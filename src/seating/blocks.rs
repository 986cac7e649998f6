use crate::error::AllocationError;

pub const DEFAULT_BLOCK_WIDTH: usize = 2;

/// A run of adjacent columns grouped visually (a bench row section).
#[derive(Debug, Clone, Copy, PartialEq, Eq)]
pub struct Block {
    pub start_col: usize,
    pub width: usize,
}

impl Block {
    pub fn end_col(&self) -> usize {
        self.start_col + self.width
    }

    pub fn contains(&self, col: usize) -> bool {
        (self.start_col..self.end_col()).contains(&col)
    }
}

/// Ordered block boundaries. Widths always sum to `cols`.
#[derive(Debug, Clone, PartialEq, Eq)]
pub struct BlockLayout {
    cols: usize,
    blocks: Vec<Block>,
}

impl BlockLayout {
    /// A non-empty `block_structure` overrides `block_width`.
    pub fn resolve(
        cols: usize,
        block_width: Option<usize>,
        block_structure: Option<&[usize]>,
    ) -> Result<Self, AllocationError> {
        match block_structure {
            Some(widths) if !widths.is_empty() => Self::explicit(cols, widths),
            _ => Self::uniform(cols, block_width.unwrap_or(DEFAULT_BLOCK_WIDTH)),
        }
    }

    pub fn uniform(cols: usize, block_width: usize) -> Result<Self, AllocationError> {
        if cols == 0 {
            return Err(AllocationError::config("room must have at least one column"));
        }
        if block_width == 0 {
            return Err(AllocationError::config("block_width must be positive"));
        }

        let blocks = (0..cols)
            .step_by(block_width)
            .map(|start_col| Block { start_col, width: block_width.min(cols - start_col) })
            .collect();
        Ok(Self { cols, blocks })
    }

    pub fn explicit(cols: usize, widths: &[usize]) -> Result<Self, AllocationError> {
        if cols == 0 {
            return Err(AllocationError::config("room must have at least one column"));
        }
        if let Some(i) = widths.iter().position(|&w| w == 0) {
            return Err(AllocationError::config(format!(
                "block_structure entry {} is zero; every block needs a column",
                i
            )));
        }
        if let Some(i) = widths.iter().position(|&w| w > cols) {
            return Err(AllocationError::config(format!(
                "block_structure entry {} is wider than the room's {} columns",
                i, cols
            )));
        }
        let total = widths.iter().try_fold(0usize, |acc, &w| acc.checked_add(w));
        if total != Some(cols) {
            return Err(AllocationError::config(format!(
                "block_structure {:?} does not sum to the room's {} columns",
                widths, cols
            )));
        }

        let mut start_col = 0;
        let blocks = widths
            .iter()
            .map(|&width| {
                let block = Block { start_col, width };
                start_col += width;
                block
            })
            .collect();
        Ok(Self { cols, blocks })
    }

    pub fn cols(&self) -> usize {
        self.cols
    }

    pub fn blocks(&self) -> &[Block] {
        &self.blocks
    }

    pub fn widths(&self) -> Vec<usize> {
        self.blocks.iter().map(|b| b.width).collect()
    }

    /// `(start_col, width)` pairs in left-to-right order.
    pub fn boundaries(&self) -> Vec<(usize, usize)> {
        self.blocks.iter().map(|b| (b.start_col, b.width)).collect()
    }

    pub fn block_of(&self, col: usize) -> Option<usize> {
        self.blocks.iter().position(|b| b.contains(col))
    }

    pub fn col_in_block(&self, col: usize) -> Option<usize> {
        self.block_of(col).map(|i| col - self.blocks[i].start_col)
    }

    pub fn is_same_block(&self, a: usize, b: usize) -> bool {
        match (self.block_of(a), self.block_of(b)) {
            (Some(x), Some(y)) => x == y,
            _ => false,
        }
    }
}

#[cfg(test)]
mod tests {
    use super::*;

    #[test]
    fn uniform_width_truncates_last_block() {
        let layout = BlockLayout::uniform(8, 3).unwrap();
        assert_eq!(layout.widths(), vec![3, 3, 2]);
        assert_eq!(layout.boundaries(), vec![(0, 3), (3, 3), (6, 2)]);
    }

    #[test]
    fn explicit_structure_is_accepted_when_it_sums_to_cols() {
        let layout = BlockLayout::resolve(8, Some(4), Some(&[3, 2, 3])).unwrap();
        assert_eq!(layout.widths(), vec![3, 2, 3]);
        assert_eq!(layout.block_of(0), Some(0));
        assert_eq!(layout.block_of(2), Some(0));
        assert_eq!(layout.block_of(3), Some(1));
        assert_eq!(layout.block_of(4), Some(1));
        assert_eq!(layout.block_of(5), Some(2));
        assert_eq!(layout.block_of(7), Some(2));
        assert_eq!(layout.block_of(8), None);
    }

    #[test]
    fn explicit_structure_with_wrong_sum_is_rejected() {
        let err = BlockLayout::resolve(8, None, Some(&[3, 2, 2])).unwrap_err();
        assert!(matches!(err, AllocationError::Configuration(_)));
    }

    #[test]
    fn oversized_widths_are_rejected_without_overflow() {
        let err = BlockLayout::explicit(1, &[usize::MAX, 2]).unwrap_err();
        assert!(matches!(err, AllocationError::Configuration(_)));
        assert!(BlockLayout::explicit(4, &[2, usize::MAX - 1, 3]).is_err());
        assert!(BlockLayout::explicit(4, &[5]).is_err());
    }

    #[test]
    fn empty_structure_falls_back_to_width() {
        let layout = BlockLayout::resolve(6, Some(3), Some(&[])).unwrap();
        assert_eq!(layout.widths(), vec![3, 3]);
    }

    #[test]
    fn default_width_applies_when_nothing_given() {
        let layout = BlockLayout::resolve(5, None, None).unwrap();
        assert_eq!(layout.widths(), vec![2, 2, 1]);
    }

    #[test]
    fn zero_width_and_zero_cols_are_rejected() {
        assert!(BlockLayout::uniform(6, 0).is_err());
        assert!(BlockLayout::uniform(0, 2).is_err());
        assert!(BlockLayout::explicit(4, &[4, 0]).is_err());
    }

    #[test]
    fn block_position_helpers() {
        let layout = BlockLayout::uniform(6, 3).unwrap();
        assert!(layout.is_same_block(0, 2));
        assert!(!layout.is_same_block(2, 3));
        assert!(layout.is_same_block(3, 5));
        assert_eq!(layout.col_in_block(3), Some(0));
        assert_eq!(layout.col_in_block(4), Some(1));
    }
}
**********
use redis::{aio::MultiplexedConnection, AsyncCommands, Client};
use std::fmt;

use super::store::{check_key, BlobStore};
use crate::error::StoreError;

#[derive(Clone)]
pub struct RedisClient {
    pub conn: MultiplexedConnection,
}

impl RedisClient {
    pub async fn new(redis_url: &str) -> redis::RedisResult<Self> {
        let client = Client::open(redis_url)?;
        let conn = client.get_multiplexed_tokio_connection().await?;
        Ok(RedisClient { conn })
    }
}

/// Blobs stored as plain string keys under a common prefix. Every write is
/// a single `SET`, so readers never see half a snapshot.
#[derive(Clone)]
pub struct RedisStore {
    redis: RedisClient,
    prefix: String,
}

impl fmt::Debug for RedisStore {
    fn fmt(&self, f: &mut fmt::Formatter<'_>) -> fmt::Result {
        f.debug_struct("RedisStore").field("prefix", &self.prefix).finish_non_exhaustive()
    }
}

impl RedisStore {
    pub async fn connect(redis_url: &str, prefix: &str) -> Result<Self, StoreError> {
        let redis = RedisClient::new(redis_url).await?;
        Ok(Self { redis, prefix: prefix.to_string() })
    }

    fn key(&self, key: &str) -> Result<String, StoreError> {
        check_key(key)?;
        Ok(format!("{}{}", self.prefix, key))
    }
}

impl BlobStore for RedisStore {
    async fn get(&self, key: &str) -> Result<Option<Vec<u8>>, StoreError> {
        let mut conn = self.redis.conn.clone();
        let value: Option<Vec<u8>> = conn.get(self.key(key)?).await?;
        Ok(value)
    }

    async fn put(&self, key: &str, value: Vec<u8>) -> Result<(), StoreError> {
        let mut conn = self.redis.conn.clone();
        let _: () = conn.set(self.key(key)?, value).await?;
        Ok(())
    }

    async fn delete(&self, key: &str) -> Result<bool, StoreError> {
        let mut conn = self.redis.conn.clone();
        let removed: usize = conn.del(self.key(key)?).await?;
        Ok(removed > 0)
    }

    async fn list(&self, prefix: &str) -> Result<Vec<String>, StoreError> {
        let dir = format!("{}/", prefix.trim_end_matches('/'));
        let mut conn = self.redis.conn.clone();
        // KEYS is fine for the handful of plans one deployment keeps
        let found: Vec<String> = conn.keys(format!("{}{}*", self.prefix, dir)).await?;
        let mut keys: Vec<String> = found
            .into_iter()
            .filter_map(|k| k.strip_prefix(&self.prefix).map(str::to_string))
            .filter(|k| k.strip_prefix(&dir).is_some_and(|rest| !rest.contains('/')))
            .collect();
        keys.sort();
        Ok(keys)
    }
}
**********
WHAT TO DO
Report how many lines in the material above include "derive", and give no other words.

ANSWER FOR THIS EXERCISE
4